• [What you need to do]:
Take the entries below and print all of them exactly, please.

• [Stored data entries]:

______

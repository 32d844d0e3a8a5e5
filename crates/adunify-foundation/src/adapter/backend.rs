//! Seam between an adapter and the ad network it wraps.

use adunify_kernel::error::BackendError;
use adunify_kernel::event::EventHub;
use adunify_kernel::request::{AdRequest, AdResponse, ShowCallback};
use tracing::debug;
use uuid::Uuid;

/// Network-specific behavior behind an [`AdAdapter`](super::AdAdapter).
///
/// The adapter owns lifecycle, kind checks and event fan-out; a backend only
/// talks to its network. `show` may complete synchronously or keep the
/// [`ShowCompletion`] and finish later from another thread.
pub trait AdBackend: Send {
    fn on_initialize(&mut self) -> Result<(), BackendError> {
        Ok(())
    }

    fn is_ready(&self) -> bool;

    fn is_showing(&self) -> bool;

    /// Start showing an ad for `request`.
    fn show(&mut self, request: &AdRequest, completion: ShowCompletion);

    fn hide(&mut self);

    fn on_deinitialize(&mut self) {}
}

impl<B: AdBackend + ?Sized> AdBackend for Box<B> {
    fn on_initialize(&mut self) -> Result<(), BackendError> {
        (**self).on_initialize()
    }

    fn is_ready(&self) -> bool {
        (**self).is_ready()
    }

    fn is_showing(&self) -> bool {
        (**self).is_showing()
    }

    fn show(&mut self, request: &AdRequest, completion: ShowCompletion) {
        (**self).show(request, completion)
    }

    fn hide(&mut self) {
        (**self).hide()
    }

    fn on_deinitialize(&mut self) {
        (**self).on_deinitialize()
    }
}

/// Single-use completion handle for one show request.
///
/// Consuming it delivers the response to the caller's callback first, then
/// to the adapter's "ad shown" listeners. Dropping it without completing
/// delivers nothing.
pub struct ShowCompletion {
    response: AdResponse,
    callback: ShowCallback,
    shown: EventHub<AdResponse>,
}

impl ShowCompletion {
    pub(crate) fn new(
        request: &AdRequest,
        adapter_id: &str,
        callback: ShowCallback,
        shown: EventHub<AdResponse>,
    ) -> Self {
        Self {
            response: AdResponse::from_request(request, false).with_adapter(adapter_id),
            callback,
            shown,
        }
    }

    pub fn request_id(&self) -> Uuid {
        self.response.request_id
    }

    /// Report the outcome of the show.
    pub fn complete(self, success: bool) {
        let Self {
            mut response,
            callback,
            shown,
        } = self;
        response.success = success;
        debug!(
            request = %response.request_id,
            adapter = response.adapter_id.as_deref().unwrap_or_default(),
            success,
            "ad show completed"
        );
        callback(response.clone());
        shown.emit(&response);
    }
}

impl std::fmt::Debug for ShowCompletion {
    fn fmt(&self, f: &mut std::fmt::Formatter<'_>) -> std::fmt::Result {
        f.debug_struct("ShowCompletion")
            .field("response", &self.response)
            .finish_non_exhaustive()
    }
}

______

• [Finished exercise]:
repository 32d844d0e3a8a5e5
filename crates/adunify-foundation/src/adapter/backend.rs
//! Seam between an adapter and the ad network it wraps.

use adunify_kernel::error::BackendError;
use adunify_kernel::event::EventHub;
use adunify_kernel::request::{AdRequest, AdResponse, ShowCallback};
use tracing::debug;
use uuid::Uuid;

/// Network-specific behavior behind an [`AdAdapter`](super::AdAdapter).
///
/// The adapter owns lifecycle, kind checks and event fan-out; a backend only
/// talks to its network. `show` may complete synchronously or keep the
/// [`ShowCompletion`] and finish later from another thread.
pub trait AdBackend: Send {
    fn on_initialize(&mut self) -> Result<(), BackendError> {
        Ok(())
    }

    fn is_ready(&self) -> bool;

    fn is_showing(&self) -> bool;

    /// Start showing an ad for `request`.
    fn show(&mut self, request: &AdRequest, completion: ShowCompletion);

    fn hide(&mut self);

    fn on_deinitialize(&mut self) {}
}

impl<B: AdBackend + ?Sized> AdBackend for Box<B> {
    fn on_initialize(&mut self) -> Result<(), BackendError> {
        (**self).on_initialize()
    }

    fn is_ready(&self) -> bool {
        (**self).is_ready()
    }

    fn is_showing(&self) -> bool {
        (**self).is_showing()
    }

    fn show(&mut self, request: &AdRequest, completion: ShowCompletion) {
        (**self).show(request, completion)
    }

    fn hide(&mut self) {
        (**self).hide()
    }

    fn on_deinitialize(&mut self) {
        (**self).on_deinitialize()
    }
}

/// Single-use completion handle for one show request.
///
/// Consuming it delivers the response to the caller's callback first, then
/// to the adapter's "ad shown" listeners. Dropping it without completing
/// delivers nothing.
pub struct ShowCompletion {
    response: AdResponse,
    callback: ShowCallback,
    shown: EventHub<AdResponse>,
}

impl ShowCompletion {
    pub(crate) fn new(
        request: &AdRequest,
        adapter_id: &str,
        callback: ShowCallback,
        shown: EventHub<AdResponse>,
    ) -> Self {
        Self {
            response: AdResponse::from_request(request, false).with_adapter(adapter_id),
            callback,
            shown,
        }
    }

    pub fn request_id(&self) -> Uuid {
        self.response.request_id
    }

    /// Report the outcome of the show.
    pub fn complete(self, success: bool) {
        let Self {
            mut response,
            callback,
            shown,
        } = self;
        response.success = success;
        debug!(
            request = %response.request_id,
            adapter = response.adapter_id.as_deref().unwrap_or_default(),
            success,
            "ad show completed"
        );
        callback(response.clone());
        shown.emit(&response);
    }
}

impl std::fmt::Debug for ShowCompletion {
    fn fmt(&self, f: &mut std::fmt::Formatter<'_>) -> std::fmt::Result {
        f.debug_struct("ShowCompletion")
            .field("response", &self.response)
            .finish_non_exhaustive()
    }
}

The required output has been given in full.